Był już wieczór, kiedy patrolujący krajową 17 funkcjonariusze, zauważyli „pędzącego” z nadmierną prędkością forda. Kierowca zdawał się nie zwracać uwagi na obowiązujące przepisy. Mundurowi natychmiast udali się w pościg za pojazdem. W miejscowości Wola Ducka kierowca forda zatrzymał pojazd na pasie awaryjnym. Podczas kontroli drogowej okazało się, że mężczyzna wiezie do szpitala rodzącą żonę. W pojeździe znajdowała się również matka rodzącej.

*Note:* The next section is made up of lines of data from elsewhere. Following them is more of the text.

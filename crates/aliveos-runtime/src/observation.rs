//! [`ObservationStore`] – last observed modifier per perceived symbol.
//!
//! Last write wins; no history and no cross-key atomicity.

use std::collections::BTreeMap;

use dashmap::DashMap;

#[derive(Debug, Default)]
pub struct ObservationStore {
    latest: DashMap<String, String>,
}

impl ObservationStore {
    pub fn new() -> Self {
        Self::default()
    }

    /// Record `modifier` as the latest observation of `symbol`.
    pub fn observe(&self, symbol: &str, modifier: &str) {
        self.latest.insert(symbol.to_string(), modifier.to_string());
    }

    pub fn latest(&self, symbol: &str) -> Option<String> {
        self.latest.get(symbol).map(|m| m.value().clone())
    }

    /// Ordered copy of every observation.
    pub fn snapshot(&self) -> BTreeMap<String, String> {
        self.latest
            .iter()
            .map(|e| (e.key().clone(), e.value().clone()))
            .collect()
    }
}

#[cfg(test)]
mod tests {
    use super::*;

    #[test]
    fn observation_overwrites_previous_value() {
        let store = ObservationStore::new();
        store.observe("face", "smile");
        store.observe("face", "frown");
        assert_eq!(store.latest("face").as_deref(), Some("frown"));
        assert_eq!(store.snapshot().len(), 1);
    }

    #[test]
    fn unknown_symbol_has_no_observation() {
        assert!(ObservationStore::new().latest("distance").is_none());
    }

    #[test]
    fn snapshot_is_ordered_by_symbol() {
        let store = ObservationStore::new();
        store.observe("touch", "head");
        store.observe("distance", "near");
        let keys: Vec<_> = store.snapshot().into_keys().collect();
        assert_eq!(keys, vec!["distance".to_string(), "touch".to_string()]);
    }
}
//! [`Coordinator`] – the concept-to-commands dispatch engine.
//!
//! Every inbound request carries a `(symbol, modifier, tier)` triple.  The
//! tier picks the entry point:
//!
//! | Entry point | Admission | Around execution |
//! |---|---|---|
//! | [`Coordinator::dispatch_ego`] | Ego exclusive lock, [`C2cError::Busy`] when held | releases the Ego lock if still held |
//! | [`Coordinator::dispatch_instinct`] | Instinct exclusive lock, [`C2cError::Busy`] when held | `Pause` + `Reset` Ego before, `Continue` after |
//! | [`Coordinator::dispatch_reflex`] | counting lock, never refused | nothing |
//!
//! Between admission and release the concept is resolved by the
//! [`CommandResolver`] and run by the [`CommandExecutor`].  Every path
//! returns a [`DispatchResult`]; nothing here panics on bad input.
//!
//! # Example
//!
//! ```rust
//! use std::sync::Arc;
//! use aliveos_middleware::{BusSink, EventBus};
//! use aliveos_runtime::Coordinator;
//!
//! # #[tokio::main(flavor = "current_thread")]
//! # async fn main() {
//! let bus = Arc::new(EventBus::default());
//! let coordinator = Coordinator::new(Arc::new(BusSink::new(bus)));
//!
//! coordinator
//!     .register_descriptor_json(r#"{"name": "move", "descriptor": [
//!         {"modifier": "", "commands": [
//!             {"command": "forward", "device_name": "wheels", "arguments": "1.0"}
//!         ]}
//!     ]}"#)
//!     .unwrap();
//!
//! assert!(coordinator.dispatch_reflex("move", "()").await.is_ok());
//! # }
//! ```

use std::sync::Arc;
use std::sync::atomic::{AtomicBool, Ordering};
use std::time::Duration;

use aliveos_kernel::{ConcurrencyManager, LockStatus, ReadinessGate, TierPermit};
use aliveos_middleware::CommandSink;
use aliveos_types::{
    C2cError, C2cResponse, ConceptDescriptor, ConceptRequest, ControlSignal, Tier,
};
use tracing::{debug, error, info, instrument, warn};

use crate::executor::CommandExecutor;
use crate::observation::ObservationStore;
use crate::registry::ConceptRegistry;
use crate::resolver::CommandResolver;

/// Outcome of one dispatch.  Map it onto the wire vocabulary with
/// [`C2cResponse::from_result`].
pub type DispatchResult = Result<(), C2cError>;

pub struct Coordinator {
    registry: Arc<ConceptRegistry>,
    resolver: CommandResolver,
    executor: CommandExecutor,
    locks: ConcurrencyManager,
    observations: ObservationStore,
    sink: Arc<dyn CommandSink>,
    started: AtomicBool,
}

impl Coordinator {
    /// Build a coordinator emitting through `sink`.  All tier locks start
    /// free and the registry starts empty.
    pub fn new(sink: Arc<dyn CommandSink>) -> Self {
        let registry = Arc::new(ConceptRegistry::new());
        Self {
            resolver: CommandResolver::new(Arc::clone(&registry)),
            executor: CommandExecutor::new(Arc::clone(&sink)),
            registry,
            locks: ConcurrencyManager::new(),
            observations: ObservationStore::new(),
            sink,
            started: AtomicBool::new(false),
        }
    }

    // -----------------------------------------------------------------------
    // Startup
    // -----------------------------------------------------------------------

    /// Wait for Ego to report ready, then send the initial `Continue`.
    ///
    /// Only the first call emits; later calls return immediately.
    pub async fn start(&self, gate: &ReadinessGate, poll_interval: Duration) {
        gate.wait_ready(poll_interval).await;
        if self
            .started
            .compare_exchange(false, true, Ordering::AcqRel, Ordering::Acquire)
            .is_ok()
        {
            info!("ego ready; releasing it");
            self.unpause_ego();
        }
    }

    // -----------------------------------------------------------------------
    // Registration & perception
    // -----------------------------------------------------------------------

    pub fn register_descriptor(&self, descriptor: ConceptDescriptor) -> Result<(), C2cError> {
        self.registry.register(descriptor)
    }

    /// Register a JSON-encoded `{name, descriptor}` payload.
    pub fn register_descriptor_json(&self, raw: &str) -> Result<(), C2cError> {
        debug!(descriptor_json = raw, "register concept descriptor");
        let descriptor = ConceptDescriptor::from_json(raw).inspect_err(|e| {
            error!(error = %e, "rejecting concept descriptor");
        })?;
        self.register_descriptor(descriptor)
    }

    /// Wire-level registration: answers `ok` or `error`.
    pub fn handle_registration(&self, raw: &str) -> C2cResponse {
        C2cResponse::from_result(&self.register_descriptor_json(raw))
    }

    pub fn observe_perception(&self, symbol: &str, modifier: &str) {
        debug!(symbol, modifier, "d2c -> c2c");
        self.observations.observe(symbol, modifier);
    }

    // -----------------------------------------------------------------------
    // Execution
    // -----------------------------------------------------------------------

    /// Resolve and run a concept without any tier admission.
    pub async fn execute_concept(&self, symbol: &str, modifier: &str) -> DispatchResult {
        let commands = self.resolver.resolve(symbol, modifier).inspect_err(|e| {
            error!(error = %e, "cannot resolve concept");
        })?;
        self.executor.run(&commands).await
    }

    #[instrument(skip(self), fields(tier = "ego"))]
    pub async fn dispatch_ego(&self, symbol: &str, modifier: &str) -> DispatchResult {
        let _permit = self.locks.admit(Tier::Ego)?;
        self.execute_concept(symbol, modifier).await
    }

    #[instrument(skip(self), fields(tier = "instinct"))]
    pub async fn dispatch_instinct(&self, symbol: &str, modifier: &str) -> DispatchResult {
        let permit = self.locks.admit(Tier::Instinct)?;
        self.pause_ego();
        self.reset_ego();
        let _scope = InstinctScope {
            coordinator: self,
            permit: Some(permit),
        };
        self.execute_concept(symbol, modifier).await
    }

    #[instrument(skip(self), fields(tier = "reflex"))]
    pub async fn dispatch_reflex(&self, symbol: &str, modifier: &str) -> DispatchResult {
        let _permit = self.locks.admit(Tier::Reflex)?;
        self.execute_concept(symbol, modifier).await
    }

    /// Route to the entry point for `tier`.
    pub async fn dispatch(&self, tier: Tier, symbol: &str, modifier: &str) -> DispatchResult {
        match tier {
            Tier::Ego => self.dispatch_ego(symbol, modifier).await,
            Tier::Instinct => self.dispatch_instinct(symbol, modifier).await,
            Tier::Reflex => self.dispatch_reflex(symbol, modifier).await,
        }
    }

    /// Wire-level `RequestConceptExecution`.  An unknown tier code touches
    /// no lock and falls through to the default `ok` answer.
    pub async fn handle_request(&self, request: &ConceptRequest) -> C2cResponse {
        debug!(
            symbol = %request.symbol,
            modifier = %request.modifier,
            tier = request.tier,
            "mind -> c2c"
        );
        match Tier::from_code(request.tier) {
            Some(tier) => {
                let result = self.dispatch(tier, &request.symbol, &request.modifier).await;
                C2cResponse::from_result(&result)
            }
            None => {
                warn!(tier = request.tier, "request for unknown tier; nothing dispatched");
                C2cResponse::Ok
            }
        }
    }

    // -----------------------------------------------------------------------
    // Ego control
    // -----------------------------------------------------------------------

    pub fn pause_ego(&self) {
        debug!("pause_ego");
        self.sink.emit_control_signal(ControlSignal::Pause);
    }

    /// Force-release the Ego lock (no-op when free) and tell Ego to drop
    /// its in-flight state.
    pub fn reset_ego(&self) {
        debug!("reset_ego");
        self.locks.force_release_ego();
        self.sink.emit_control_signal(ControlSignal::Reset);
    }

    pub fn unpause_ego(&self) {
        debug!("unpause_ego");
        self.sink.emit_control_signal(ControlSignal::Continue);
    }

    // -----------------------------------------------------------------------
    // Introspection
    // -----------------------------------------------------------------------

    pub fn registry(&self) -> &ConceptRegistry {
        &self.registry
    }

    pub fn observations(&self) -> &ObservationStore {
        &self.observations
    }

    pub fn lock_status(&self) -> LockStatus {
        self.locks.status()
    }
}
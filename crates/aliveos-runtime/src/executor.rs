//! [`CommandExecutor`] – runs a resolved command list in order.
//!
//! Each [`CommandSpec`] is classified by [`CommandSpec::kind`]:
//!
//! * [`CommandKind::Device`] – handed to the [`CommandSink`], fire-and-forget.
//! * [`CommandKind::Wait`] – suspends the calling dispatch for the first
//!   candidate token that reads as a duration in seconds, then ends the
//!   execution successfully.  Commands listed after a `wait` never run.
//!   Without a usable duration the execution ends with
//!   [`C2cError::WaitArgumentMissing`].
//!
//! The wait is a Tokio timer, so only the calling task is suspended.

use std::sync::Arc;
use std::time::Duration;

use aliveos_middleware::CommandSink;
use aliveos_types::{C2cError, CommandKind, CommandSpec};
use tracing::{debug, error};

pub struct CommandExecutor {
    sink: Arc<dyn CommandSink>,
}

impl CommandExecutor {
    pub fn new(sink: Arc<dyn CommandSink>) -> Self {
        Self { sink }
    }

    pub async fn run(&self, commands: &[CommandSpec]) -> Result<(), C2cError> {
        for spec in commands {
            debug!(?spec, "c2c -> dev");
            match spec.kind() {
                CommandKind::Wait { candidates } => return Self::wait(&candidates).await,
                CommandKind::Device(command) => self.sink.emit_device_command(command),
            }
        }
        Ok(())
    }

    async fn wait(candidates: &[String]) -> Result<(), C2cError> {
        match parse_duration(candidates) {
            Some(duration) => {
                debug!(?duration, "waiting");
                tokio::time::sleep(duration).await;
                Ok(())
            }
            None => {
                error!(?candidates, "Wait concept has no duration argument!");
                Err(C2cError::WaitArgumentMissing)
            }
        }
    }
}

/// First token that parses as a finite, non-negative number of seconds.
pub fn parse_duration(candidates: &[String]) -> Option<Duration> {
    candidates.iter().find_map(|token| {
        token
            .trim()
            .parse::<f64>()
            .ok()
            .and_then(|secs| Duration::try_from_secs_f64(secs).ok())
    })
}

#[cfg(test)]
pub(crate) mod tests {
    use super::*;
    use aliveos_types::{CommandArgs, ControlSignal, DeviceCommand};
    use std::sync::Mutex;
    use std::time::Instant;

    /// Sink that records everything it is handed, in order.
    #[derive(Default)]
    pub(crate) struct RecordingSink {
        pub(crate) log: Mutex<Vec<Emitted>>,
    }

    #[derive(Debug, Clone, PartialEq)]
    pub(crate) enum Emitted {
        Device(DeviceCommand),
        Signal(ControlSignal),
    }

    impl RecordingSink {
        pub(crate) fn emitted(&self) -> Vec<Emitted> {
            self.log.lock().unwrap().clone()
        }
    }

    impl CommandSink for RecordingSink {
        fn emit_device_command(&self, command: DeviceCommand) {
            self.log.lock().unwrap().push(Emitted::Device(command));
        }

        fn emit_control_signal(&self, signal: ControlSignal) {
            self.log.lock().unwrap().push(Emitted::Signal(signal));
        }
    }

    fn device(cmd: &str, arg: &str) -> CommandSpec {
        CommandSpec::new("wheels", cmd, Some(CommandArgs::Single(arg.to_string())))
    }

    fn wait(args: &[&str]) -> CommandSpec {
        CommandSpec::new(
            "",
            "wait",
            Some(CommandArgs::List(args.iter().map(|a| a.to_string()).collect())),
        )
    }

    #[test]
    fn parse_duration_skips_non_numeric_and_negative_tokens() {
        let tokens = |t: &[&str]| t.iter().map(|s| s.to_string()).collect::<Vec<_>>();
        assert_eq!(
            parse_duration(&tokens(&["soon", "-1", "0.25"])),
            Some(Duration::from_millis(250))
        );
        assert_eq!(parse_duration(&tokens(&["NaN", "inf"])), None);
        assert_eq!(parse_duration(&tokens(&[])), None);
        assert_eq!(parse_duration(&tokens(&["2"])), Some(Duration::from_secs(2)));
    }

    #[tokio::test]
    async fn device_commands_are_forwarded_in_order() {
        let sink = Arc::new(RecordingSink::default());
        let executor = CommandExecutor::new(sink.clone());

        executor
            .run(&[device("forward", "1.0"), device("stop", "")])
            .await
            .unwrap();

        let emitted = sink.emitted();
        assert_eq!(emitted.len(), 2);
        assert_eq!(
            emitted[0],
            Emitted::Device(DeviceCommand {
                device: "wheels".into(),
                command: "forward".into(),
                argument: "1.0".into(),
            })
        );
        assert!(matches!(&emitted[1], Emitted::Device(c) if c.command == "stop"));
    }

    #[tokio::test]
    async fn wait_suspends_and_stops_the_list() {
        let sink = Arc::new(RecordingSink::default());
        let executor = CommandExecutor::new(sink.clone());

        let started = Instant::now();
        executor
            .run(&[device("forward", "1.0"), wait(&["0.05"]), device("stop", "")])
            .await
            .unwrap();

        assert!(started.elapsed() >= Duration::from_millis(50));
        // Only the command before the wait was emitted.
        assert_eq!(sink.emitted().len(), 1);
    }

    #[tokio::test]
    async fn wait_without_duration_is_an_error() {
        let sink = Arc::new(RecordingSink::default());
        let executor = CommandExecutor::new(sink.clone());

        let result = executor
            .run(&[wait(&["later"]), device("forward", "1.0")])
            .await;

        assert_eq!(result, Err(C2cError::WaitArgumentMissing));
        assert!(sink.emitted().is_empty());
    }

    #[tokio::test]
    async fn wait_without_arguments_is_an_error() {
        let executor = CommandExecutor::new(Arc::new(RecordingSink::default()));
        let result = executor.run(&[CommandSpec::new("", "wait", None)]).await;
        assert_eq!(result, Err(C2cError::WaitArgumentMissing));
    }

    #[tokio::test]
    async fn empty_command_list_succeeds() {
        let executor = CommandExecutor::new(Arc::new(RecordingSink::default()));
        assert!(executor.run(&[]).await.is_ok());
    }
}
//! Logging and trace export for the coordinator process.
//!
//! Call [`init_tracing`] once at process startup.  It installs a
//! `tracing-subscriber` registry filtered by `RUST_LOG` (default `info`),
//! writing compact or JSON lines, and adds an OpenTelemetry layer when
//! [`TelemetryConfig::otlp_endpoint`] is set.  The `#[instrument]`ed
//! dispatch entry points of [`Coordinator`][crate::Coordinator] then show
//! up as spans in the collector.
//!
//! ```rust,no_run
//! use aliveos_runtime::telemetry::{init_tracing, LogFormat, TelemetryConfig};
//!
//! // Hold the guard for the entire lifetime of the process.
//! let _guard = init_tracing(&TelemetryConfig {
//!     service_name: "aliveos-c2c".into(),
//!     log_format: LogFormat::Json,
//!     otlp_endpoint: None,
//! });
//! ```

use opentelemetry::trace::TracerProvider as _;
use opentelemetry_otlp::WithExportConfig;
use opentelemetry_sdk::{Resource, trace::SdkTracerProvider};
use serde::{Deserialize, Serialize};
use tracing_subscriber::{EnvFilter, Layer, Registry, layer::SubscriberExt, util::SubscriberInitExt};

/// Line format of the console log.
#[derive(Debug, Clone, Copy, PartialEq, Eq, Default, Serialize, Deserialize)]
#[serde(rename_all = "lowercase")]
pub enum LogFormat {
    #[default]
    Compact,
    Json,
}

impl std::str::FromStr for LogFormat {
    type Err = String;

    fn from_str(s: &str) -> Result<Self, Self::Err> {
        match s.to_ascii_lowercase().as_str() {
            "compact" => Ok(LogFormat::Compact),
            "json" => Ok(LogFormat::Json),
            other => Err(format!("unknown log format '{other}'")),
        }
    }
}

#[derive(Debug, Clone)]
pub struct TelemetryConfig {
    pub service_name: String,
    pub log_format: LogFormat,
    /// OTLP/HTTP collector base URL, e.g. `http://localhost:4318`.
    pub otlp_endpoint: Option<String>,
}

/// Install the global subscriber.
///
/// Export failures are reported on stderr and fall back to console-only
/// logging.  The returned [`TracerProviderGuard`] must be held for the
/// lifetime of the process; dropping it flushes pending spans.
pub fn init_tracing(config: &TelemetryConfig) -> TracerProviderGuard {
    let env_filter =
        EnvFilter::try_from_default_env().unwrap_or_else(|_| EnvFilter::new("info"));

    let fmt_layer: Box<dyn Layer<Registry> + Send + Sync> = match config.log_format {
        LogFormat::Json => tracing_subscriber::fmt::layer().json().boxed(),
        LogFormat::Compact => tracing_subscriber::fmt::layer().compact().boxed(),
    };

    let provider = config
        .otlp_endpoint
        .as_deref()
        .and_then(|endpoint| build_provider(&config.service_name, endpoint));

    let otel_layer = provider.as_ref().map(|p| {
        tracing_opentelemetry::layer().with_tracer(p.tracer(config.service_name.clone()))
    });

    tracing_subscriber::registry()
        .with(fmt_layer)
        .with(otel_layer)
        .with(env_filter)
        .init();

    TracerProviderGuard(provider)
}

/// RAII guard that shuts down the OTel [`SdkTracerProvider`] on drop.
pub struct TracerProviderGuard(Option<SdkTracerProvider>);

impl TracerProviderGuard {
    /// Whether spans are being exported.
    pub fn is_exporting(&self) -> bool {
        self.0.is_some()
    }
}

impl Drop for TracerProviderGuard {
    fn drop(&mut self) {
        if let Some(provider) = self.0.take() {
            if let Err(e) = provider.shutdown() {
                eprintln!("[aliveos] OpenTelemetry provider shutdown error: {e}");
            }
        }
    }
}

fn build_provider(service_name: &str, endpoint: &str) -> Option<SdkTracerProvider> {
    let exporter = opentelemetry_otlp::SpanExporter::builder()
        .with_http()
        .with_endpoint(endpoint)
        .build()
        .map_err(|e| eprintln!("[aliveos] OTLP exporter init failed: {e}"))
        .ok()?;

    let resource = Resource::builder()
        .with_service_name(service_name.to_string())
        .build();

    Some(
        SdkTracerProvider::builder()
            .with_resource(resource)
            // The simple exporter needs no running Tokio runtime at init time.
            .with_simple_exporter(exporter)
            .build(),
    )
}

#[cfg(test)]
mod tests {
    use super::*;

    #[test]
    fn log_format_parses_case_insensitively() {
        assert_eq!("JSON".parse::<LogFormat>(), Ok(LogFormat::Json));
        assert_eq!("compact".parse::<LogFormat>(), Ok(LogFormat::Compact));
        assert!("pretty".parse::<LogFormat>().is_err());
        assert_eq!(LogFormat::default(), LogFormat::Compact);
    }

    #[test]
    fn tracer_provider_guard_drop_with_none_is_safe() {
        let guard = TracerProviderGuard(None);
        assert!(!guard.is_exporting());
        drop(guard);
    }
}
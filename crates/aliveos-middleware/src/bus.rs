//! Headless, typed, topic-based publish/subscribe event bus.
//!
//! Uses [`tokio::sync::broadcast`] channels under the hood so that every
//! subscriber receives every message without any single subscriber blocking
//! the others.
//!
//! # Topics
//!
//! | Topic | Typical traffic |
//! |---|---|
//! | [`Topic::DeviceCommands`] | Resolved commands forwarded to actuators and controllers |
//! | [`Topic::EgoCommands`] | `Pause` / `Reset` / `Continue` control signals |
//! | [`Topic::Perception`] | Symbol/modifier observations from perception nodes |
//! | [`Topic::SystemAlerts`] | Lifecycle events such as Ego readiness |

use aliveos_types::{C2cError, Event};
use tokio::sync::broadcast;

/// Default channel capacity (number of buffered events before old ones are
/// dropped for slow subscribers).
const DEFAULT_CAPACITY: usize = 256;

/// Enumeration of all routing topics on the event bus.
#[derive(Debug, Clone, Copy, PartialEq, Eq, Hash)]
pub enum Topic {
    DeviceCommands,
    EgoCommands,
    Perception,
    SystemAlerts,
}

/// Shared event bus. Clone it cheaply – all clones share the same underlying
/// broadcast channels.
#[derive(Clone, Debug)]
pub struct EventBus {
    device_commands: broadcast::Sender<Event>,
    ego_commands: broadcast::Sender<Event>,
    perception: broadcast::Sender<Event>,
    system_alerts: broadcast::Sender<Event>,
}

impl EventBus {
    /// Create a new bus with the given channel capacity.
    ///
    /// The `capacity` is applied to every topic channel independently and
    /// must be non-zero.
    pub fn new(capacity: usize) -> Self {
        let capacity = capacity.max(1);
        let (device_commands, _) = broadcast::channel(capacity);
        let (ego_commands, _) = broadcast::channel(capacity);
        let (perception, _) = broadcast::channel(capacity);
        let (system_alerts, _) = broadcast::channel(capacity);
        Self {
            device_commands,
            ego_commands,
            perception,
            system_alerts,
        }
    }

    /// Publish `event` to the given [`Topic`] channel.
    ///
    /// Returns the number of active receivers that were handed the event, or
    /// [`C2cError::Channel`] when nobody is listening on the topic.
    pub fn publish_to(&self, topic: Topic, event: Event) -> Result<usize, C2cError> {
        self.topic_sender(topic)
            .send(event)
            .map_err(|_| C2cError::Channel(format!("No subscribers for topic {topic:?}")))
    }

    /// Subscribe to a specific [`Topic`] channel.
    pub fn subscribe_to(&self, topic: Topic) -> TopicReceiver {
        TopicReceiver {
            topic,
            receiver: self.topic_sender(topic).subscribe(),
        }
    }

    /// Number of receivers currently subscribed to `topic`.
    pub fn subscriber_count(&self, topic: Topic) -> usize {
        self.topic_sender(topic).receiver_count()
    }

    fn topic_sender(&self, topic: Topic) -> &broadcast::Sender<Event> {
        match topic {
            Topic::DeviceCommands => &self.device_commands,
            Topic::EgoCommands => &self.ego_commands,
            Topic::Perception => &self.perception,
            Topic::SystemAlerts => &self.system_alerts,
        }
    }
}

impl Default for EventBus {
    fn default() -> Self {
        Self::new(DEFAULT_CAPACITY)
    }
}

/// An async receiver bound to a single [`Topic`] channel.
///
/// Obtained via [`EventBus::subscribe_to`].
pub struct TopicReceiver {
    topic: Topic,
    receiver: broadcast::Receiver<Event>,
}

impl TopicReceiver {
    /// Wait for the next event on this topic.
    ///
    /// Returns:
    /// * `Ok(event)` – a successfully received event.
    /// * `Err(broadcast::error::RecvError::Lagged(n))` – the subscriber fell
    ///   behind and `n` messages were dropped.
    /// * `Err(broadcast::error::RecvError::Closed)` – the bus has shut down.
    pub async fn recv(&mut self) -> Result<Event, broadcast::error::RecvError> {
        self.receiver.recv().await
    }

    /// The [`Topic`] this receiver is bound to.
    pub fn topic(&self) -> Topic {
        self.topic
    }
}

Mundurowi bez chwili wahania pozwolili odjechać kierowcy, jednak leżąca z tyłu kobieta zaczęła już rodzić. Na dojazd do szpitala było za późno. Mł. asp. Przemysław Sikorski i sierż. Łukasz Masny natychmiast wezwali na miejsce karetkę pogotowia. Mundurowi zabezpieczali miejsce postoju samochodu, dbając aby inny pojazd nie uderzył w zaparkowanego forda i aby nikt postronny nie przeszkadzał pasażerce. Kobieta w asyście mundurowych i przy pomocy matki i męża urodziła dziecko w samochodzie.
Przybyły na miejsce zespół medyczny zabrał do szpitala matkę z nowo narodzoną córeczką.